What is required | For the data below, give the number of lines that include the word "summary" and nothing else.
*** Exercise data Section Begins ***
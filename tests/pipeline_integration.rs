use std::fs;
use tempfile::TempDir;
use warehouse_etl::domain::model::{Dataset, PipelineReport};
use warehouse_etl::domain::ports::DatasetProducer;
use warehouse_etl::{
    CliConfig, EtlEngine, LocalStorage, NoopWarehouse, SampleProducer, WarehousePipeline,
};

fn config_for(dir: &TempDir, sample_rows: usize) -> CliConfig {
    CliConfig {
        project: "demo_project".to_string(),
        dataset: "demo_dataset".to_string(),
        location: "US".to_string(),
        dry_run: false,
        data_path: dir.path().to_str().unwrap().to_string(),
        fx_rates: "data/fx_rates.csv".to_string(),
        ddl_path: "ddl".to_string(),
        report_path: "reports/summary.json".to_string(),
        scripts: vec![],
        interpreter: "python3".to_string(),
        sample_rows,
        verbose: false,
    }
}

fn seed_reference_files(dir: &TempDir) {
    let data_dir = dir.path().join("data");
    fs::create_dir_all(&data_dir).unwrap();
    fs::write(
        data_dir.join("fx_rates.csv"),
        "currency_code,rate_to_usd\nUSD,1.0\nEUR,1.09\nJPY,0.0067\nGBP,1.27\nCAD,0.73\nINR,0.012\n",
    )
    .unwrap();

    let ddl_dir = dir.path().join("ddl");
    fs::create_dir_all(&ddl_dir).unwrap();
    fs::write(
        ddl_dir.join("01_dataset.sql"),
        "CREATE SCHEMA IF NOT EXISTS `${project}.${dataset}` OPTIONS (location = \"${location}\");\n",
    )
    .unwrap();
    fs::write(
        ddl_dir.join("02_tables.sql"),
        "CREATE TABLE IF NOT EXISTS `${project}.${dataset}.sales` (SaleID STRING);\n",
    )
    .unwrap();
    fs::write(
        ddl_dir.join("03_merges.sql"),
        "MERGE `${project}.${dataset}.sales` T USING `${project}.${dataset}.stg_sales` S ON T.SaleID = S.SaleID WHEN NOT MATCHED THEN INSERT ROW;\n",
    )
    .unwrap();
}

fn sample_producers(dir: &TempDir, rows: usize) -> Vec<Box<dyn DatasetProducer>> {
    Dataset::ALL
        .iter()
        .map(|dataset| {
            let path = dir.path().join(dataset.file_name());
            Box::new(SampleProducer::new(*dataset, path, rows)) as Box<dyn DatasetProducer>
        })
        .collect()
}

#[tokio::test]
async fn test_end_to_end_run_with_sample_producers() {
    let dir = TempDir::new().unwrap();
    seed_reference_files(&dir);

    let rows = 26;
    let config = config_for(&dir, rows);
    let storage = LocalStorage::new(config.data_path.clone());
    let producers = sample_producers(&dir, rows);
    let pipeline = WarehousePipeline::new(storage, config, NoopWarehouse, producers);
    let engine = EtlEngine::new(pipeline);

    let report = engine.run().await.unwrap();

    // The producers materialized all three input files.
    for dataset in Dataset::ALL {
        assert!(dir.path().join(dataset.file_name()).exists());
    }

    // No row is silently dropped or double-counted.
    for dataset_report in [&report.sales, &report.financial, &report.attendance] {
        assert_eq!(dataset_report.rows_read, rows);
        assert_eq!(
            dataset_report.rows_loaded + dataset_report.rows_rejected,
            dataset_report.rows_read
        );
    }
    // The sample data sprinkles rejectable rows into every dataset.
    assert!(report.sales.rows_rejected > 0);
    assert!(report.financial.rows_rejected > 0);
    assert!(report.attendance.rows_rejected > 0);

    // The persisted artifact matches the returned report and omits the USD
    // bounds for attendance only.
    let report_path = dir.path().join("reports/summary.json");
    let raw = fs::read_to_string(&report_path).unwrap();
    let persisted: PipelineReport = serde_json::from_str(&raw).unwrap();
    assert_eq!(persisted.sales.rows_loaded, report.sales.rows_loaded);

    let value: serde_json::Value = serde_json::from_str(&raw).unwrap();
    assert!(value["sales"].get("usd_min").is_some());
    assert!(value["financial"].get("usd_min").is_some());
    assert!(value["attendance"].get("usd_min").is_none());
    assert!(value["sales"]["usd_min"].as_f64().unwrap() <= value["sales"]["usd_max"].as_f64().unwrap());
}

#[tokio::test]
async fn test_rerun_cleans_up_previous_outputs() {
    let dir = TempDir::new().unwrap();
    seed_reference_files(&dir);

    // A stale file from a "previous run" with unreadable content.
    fs::write(dir.path().join(Dataset::Sales.file_name()), "stale garbage").unwrap();

    let rows = 8;
    let config = config_for(&dir, rows);
    let storage = LocalStorage::new(config.data_path.clone());
    let producers = sample_producers(&dir, rows);
    let pipeline = WarehousePipeline::new(storage, config, NoopWarehouse, producers);

    let report = EtlEngine::new(pipeline).run().await.unwrap();
    assert_eq!(report.sales.rows_read, rows);
}

#[tokio::test]
async fn test_missing_fx_rates_fails_the_run() {
    let dir = TempDir::new().unwrap();
    seed_reference_files(&dir);
    fs::remove_file(dir.path().join("data/fx_rates.csv")).unwrap();

    let config = config_for(&dir, 8);
    let storage = LocalStorage::new(config.data_path.clone());
    let producers = sample_producers(&dir, 8);
    let pipeline = WarehousePipeline::new(storage, config, NoopWarehouse, producers);

    let err = EtlEngine::new(pipeline).run().await.unwrap_err();
    assert!(matches!(
        err,
        warehouse_etl::EtlError::DataUnavailable { .. }
    ));
}
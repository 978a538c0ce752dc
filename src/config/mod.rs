pub mod cli;

use crate::core::ConfigProvider;
use crate::utils::error::Result;
use crate::utils::validation::{self, Validate};
use clap::Parser;

#[derive(Debug, Clone, Parser)]
#[command(name = "warehouse-etl")]
#[command(about = "Validates, converts and loads the demo datasets into a warehouse")]
pub struct CliConfig {
    #[arg(long, env = "GCP_PROJECT", default_value = "demo_project")]
    pub project: String,

    #[arg(long, env = "BQ_DATASET", default_value = "demo_dataset")]
    pub dataset: String,

    #[arg(long, env = "BQ_LOCATION", default_value = "US")]
    pub location: String,

    #[arg(long, env = "DRY_RUN", help = "Skip all warehouse mutation")]
    pub dry_run: bool,

    #[arg(long, default_value = ".", help = "Base directory for inputs and outputs")]
    pub data_path: String,

    #[arg(long, default_value = "data/fx_rates.csv")]
    pub fx_rates: String,

    #[arg(long, default_value = "ddl")]
    pub ddl_path: String,

    #[arg(long, default_value = "reports/summary.json")]
    pub report_path: String,

    #[arg(
        long,
        value_delimiter = ',',
        help = "Producer scripts; built-in sample data when empty"
    )]
    pub scripts: Vec<String>,

    #[arg(long, default_value = "python3", help = "Interpreter for producer scripts")]
    pub interpreter: String,

    #[arg(long, default_value = "50", help = "Rows per built-in sample dataset")]
    pub sample_rows: usize,

    #[arg(long, help = "Enable verbose output")]
    pub verbose: bool,
}

impl Validate for CliConfig {
    fn validate(&self) -> Result<()> {
        validation::validate_non_empty_string("project", &self.project)?;
        validation::validate_non_empty_string("dataset", &self.dataset)?;
        validation::validate_non_empty_string("location", &self.location)?;
        validation::validate_path("data_path", &self.data_path)?;
        validation::validate_path("fx_rates", &self.fx_rates)?;
        validation::validate_path("ddl_path", &self.ddl_path)?;
        validation::validate_path("report_path", &self.report_path)?;
        validation::validate_positive_number("sample_rows", self.sample_rows, 1)?;
        Ok(())
    }
}

impl ConfigProvider for CliConfig {
    fn project(&self) -> &str {
        &self.project
    }

    fn dataset(&self) -> &str {
        &self.dataset
    }

    fn location(&self) -> &str {
        &self.location
    }

    fn dry_run(&self) -> bool {
        self.dry_run
    }

    fn fx_rates_path(&self) -> &str {
        &self.fx_rates
    }

    fn ddl_path(&self) -> &str {
        &self.ddl_path
    }

    fn report_path(&self) -> &str {
        &self.report_path
    }
}
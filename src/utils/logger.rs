use tracing::Level;
use tracing_subscriber::{
    filter, layer::SubscriberExt, util::SubscriberInitExt, EnvFilter, Layer,
};

/// Structured JSON event stream. ERROR-level events go to stderr, everything
/// else to stdout, so error output can be captured separately.
pub fn init_cli_logger(verbose: bool) {
    let filter = if verbose {
        EnvFilter::try_from_default_env()
            .unwrap_or_else(|_| EnvFilter::new("warehouse_etl=debug,info"))
    } else {
        EnvFilter::try_from_default_env().unwrap_or_else(|_| EnvFilter::new("warehouse_etl=info"))
    };

    let stdout_layer = tracing_subscriber::fmt::layer()
        .json()
        .with_target(false)
        .with_writer(std::io::stdout)
        .with_filter(filter::filter_fn(|meta| *meta.level() != Level::ERROR));

    let stderr_layer = tracing_subscriber::fmt::layer()
        .json()
        .with_target(false)
        .with_writer(std::io::stderr)
        .with_filter(filter::filter_fn(|meta| *meta.level() == Level::ERROR));

    tracing_subscriber::registry()
        .with(filter)
        .with(stdout_layer)
        .with(stderr_layer)
        .init();
}
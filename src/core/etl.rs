use crate::core::Pipeline;
use crate::domain::model::PipelineReport;
use crate::utils::error::Result;

pub struct EtlEngine<P: Pipeline> {
    pipeline: P,
}

impl<P: Pipeline> EtlEngine<P> {
    pub fn new(pipeline: P) -> Self {
        Self { pipeline }
    }

    pub async fn run(&self) -> Result<PipelineReport> {
        tracing::info!(event = "pipeline_start");

        let report = self.pipeline.run().await?;

        tracing::info!(
            event = "pipeline_done",
            sales_loaded = report.sales.rows_loaded,
            financial_loaded = report.financial.rows_loaded,
            attendance_loaded = report.attendance.rows_loaded
        );
        Ok(report)
    }
}
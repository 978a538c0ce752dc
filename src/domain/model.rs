use serde::{Deserialize, Serialize};
use std::fmt;

/// The three input datasets the pipeline processes, in processing order.
#[derive(Debug, Clone, Copy, PartialEq, Eq)]
pub enum Dataset {
    Sales,
    Financial,
    Attendance,
}

impl Dataset {
    pub const ALL: [Dataset; 3] = [Dataset::Sales, Dataset::Financial, Dataset::Attendance];

    pub fn as_str(self) -> &'static str {
        match self {
            Dataset::Sales => "sales",
            Dataset::Financial => "financial",
            Dataset::Attendance => "attendance",
        }
    }

    /// File name the dataset's producer materializes and the pipeline reads.
    pub fn file_name(self) -> &'static str {
        match self {
            Dataset::Sales => "sales_dataset_3m.csv",
            Dataset::Financial => "financial_dataset_3m.csv",
            Dataset::Attendance => "attendance_dataset_3m.csv",
        }
    }
}

impl fmt::Display for Dataset {
    fn fmt(&self, f: &mut fmt::Formatter<'_>) -> fmt::Result {
        f.write_str(self.as_str())
    }
}

/// One row of the sales input file. Identifier columns are optional because
/// empty CSV fields deserialize to `None`.
#[derive(Debug, Clone, Serialize, Deserialize)]
pub struct SaleRecord {
    #[serde(rename = "SaleID")]
    pub sale_id: Option<String>,
    #[serde(rename = "Region")]
    pub region: String,
    #[serde(rename = "Country")]
    pub country: String,
    #[serde(rename = "Product")]
    pub product: String,
    #[serde(rename = "Date")]
    pub date: String,
    #[serde(rename = "Currency")]
    pub currency: String,
    #[serde(rename = "Quantity")]
    pub quantity: i64,
    #[serde(rename = "UnitPrice")]
    pub unit_price: f64,
    #[serde(rename = "TotalSales")]
    pub total_sales: f64,
}

/// One row of the financial input file.
#[derive(Debug, Clone, Serialize, Deserialize)]
pub struct FinancialRecord {
    #[serde(rename = "TransactionID")]
    pub transaction_id: Option<String>,
    #[serde(rename = "Region")]
    pub region: String,
    #[serde(rename = "Country")]
    pub country: String,
    #[serde(rename = "Product")]
    pub product: String,
    #[serde(rename = "Date")]
    pub date: String,
    #[serde(rename = "Currency")]
    pub currency: String,
    #[serde(rename = "Revenue")]
    pub revenue: f64,
    #[serde(rename = "Expense")]
    pub expense: f64,
    #[serde(rename = "Profit")]
    pub profit: f64,
}

/// One row of the attendance input file. Check-in/out columns are empty for
/// absent staff.
#[derive(Debug, Clone, Serialize, Deserialize)]
pub struct AttendanceRecord {
    #[serde(rename = "StaffID")]
    pub staff_id: Option<String>,
    #[serde(rename = "Name")]
    pub name: String,
    #[serde(rename = "Region")]
    pub region: String,
    #[serde(rename = "Country")]
    pub country: String,
    #[serde(rename = "Department")]
    pub department: String,
    #[serde(rename = "Date")]
    pub date: String,
    #[serde(rename = "Status")]
    pub status: String,
    #[serde(rename = "CheckInTime")]
    pub check_in_time: Option<String>,
    #[serde(rename = "CheckOutTime")]
    pub check_out_time: Option<String>,
}

/// Sales row with USD columns computed over the FX rate table. `load_ts` is
/// stamped on accepted rows only.
#[derive(Debug, Clone, Serialize)]
pub struct DerivedSale {
    #[serde(rename = "SaleID")]
    pub sale_id: Option<String>,
    #[serde(rename = "Region")]
    pub region: String,
    #[serde(rename = "Country")]
    pub country: String,
    #[serde(rename = "Product")]
    pub product: String,
    #[serde(rename = "Date")]
    pub date: String,
    #[serde(rename = "Currency")]
    pub currency: String,
    #[serde(rename = "Quantity")]
    pub quantity: i64,
    #[serde(rename = "UnitPrice")]
    pub unit_price: f64,
    #[serde(rename = "TotalSales")]
    pub total_sales: f64,
    pub unit_price_usd: Option<f64>,
    pub total_sales_usd: Option<f64>,
    pub load_ts: Option<String>,
}

#[derive(Debug, Clone, Serialize)]
pub struct DerivedFinancial {
    #[serde(rename = "TransactionID")]
    pub transaction_id: Option<String>,
    #[serde(rename = "Region")]
    pub region: String,
    #[serde(rename = "Country")]
    pub country: String,
    #[serde(rename = "Product")]
    pub product: String,
    #[serde(rename = "Date")]
    pub date: String,
    #[serde(rename = "Currency")]
    pub currency: String,
    #[serde(rename = "Revenue")]
    pub revenue: f64,
    #[serde(rename = "Expense")]
    pub expense: f64,
    #[serde(rename = "Profit")]
    pub profit: f64,
    pub revenue_usd: Option<f64>,
    pub expense_usd: Option<f64>,
    pub profit_usd: Option<f64>,
    pub load_ts: Option<String>,
}

/// Attendance row ready for loading. No monetary columns; only the load
/// timestamp is added over the raw record.
#[derive(Debug, Clone, Serialize)]
pub struct DerivedAttendance {
    #[serde(rename = "StaffID")]
    pub staff_id: Option<String>,
    #[serde(rename = "Name")]
    pub name: String,
    #[serde(rename = "Region")]
    pub region: String,
    #[serde(rename = "Country")]
    pub country: String,
    #[serde(rename = "Department")]
    pub department: String,
    #[serde(rename = "Date")]
    pub date: String,
    #[serde(rename = "Status")]
    pub status: String,
    #[serde(rename = "CheckInTime")]
    pub check_in_time: Option<String>,
    #[serde(rename = "CheckOutTime")]
    pub check_out_time: Option<String>,
    pub load_ts: Option<String>,
}

/// Why a row was excluded from the accepted set.
#[derive(Debug, Clone, Copy, PartialEq, Eq, Serialize)]
#[serde(rename_all = "snake_case")]
pub enum RejectReason {
    MissingSaleId,
    MissingTransactionId,
    MissingStaffId,
    UnsupportedCurrency,
    InvalidQuantity,
    ProfitMismatch,
    InvalidStatus,
}

impl RejectReason {
    pub fn as_str(self) -> &'static str {
        match self {
            RejectReason::MissingSaleId => "missing_sale_id",
            RejectReason::MissingTransactionId => "missing_transaction_id",
            RejectReason::MissingStaffId => "missing_staff_id",
            RejectReason::UnsupportedCurrency => "unsupported_currency",
            RejectReason::InvalidQuantity => "invalid_quantity",
            RejectReason::ProfitMismatch => "profit_mismatch",
            RejectReason::InvalidStatus => "invalid_status",
        }
    }
}

impl fmt::Display for RejectReason {
    fn fmt(&self, f: &mut fmt::Formatter<'_>) -> fmt::Result {
        f.write_str(self.as_str())
    }
}

/// Partition of a dataset: accepted rows keep their input order, rejected
/// rows survive only as a tally of reason codes in row-scan order.
#[derive(Debug, Clone)]
pub struct ValidationOutcome<T> {
    pub accepted: Vec<T>,
    pub rejected: Vec<RejectReason>,
}

impl<T> ValidationOutcome<T> {
    pub fn new() -> Self {
        Self {
            accepted: Vec::new(),
            rejected: Vec::new(),
        }
    }
}

impl<T> Default for ValidationOutcome<T> {
    fn default() -> Self {
        Self::new()
    }
}

/// Per-dataset slice of the summary report. The USD bounds are absent for
/// attendance, which has no monetary column.
#[derive(Debug, Clone, Serialize, Deserialize)]
pub struct DatasetReport {
    pub rows_read: usize,
    pub rows_loaded: usize,
    pub rows_rejected: usize,
    #[serde(default, skip_serializing_if = "Option::is_none")]
    pub usd_min: Option<f64>,
    #[serde(default, skip_serializing_if = "Option::is_none")]
    pub usd_max: Option<f64>,
}

#[derive(Debug, Clone, Serialize, Deserialize)]
pub struct PipelineReport {
    pub sales: DatasetReport,
    pub financial: DatasetReport,
    pub attendance: DatasetReport,
}
pub mod config;
pub mod core;
pub mod domain;
pub mod utils;

pub use crate::config::{cli::LocalStorage, CliConfig};
pub use crate::core::etl::EtlEngine;
pub use crate::core::pipeline::WarehousePipeline;
pub use crate::core::producers::{SampleProducer, ScriptProducer};
pub use crate::core::warehouse::NoopWarehouse;
pub use crate::utils::error::{EtlError, Result};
*** Exercise data Section Ends ***
Written reply | 4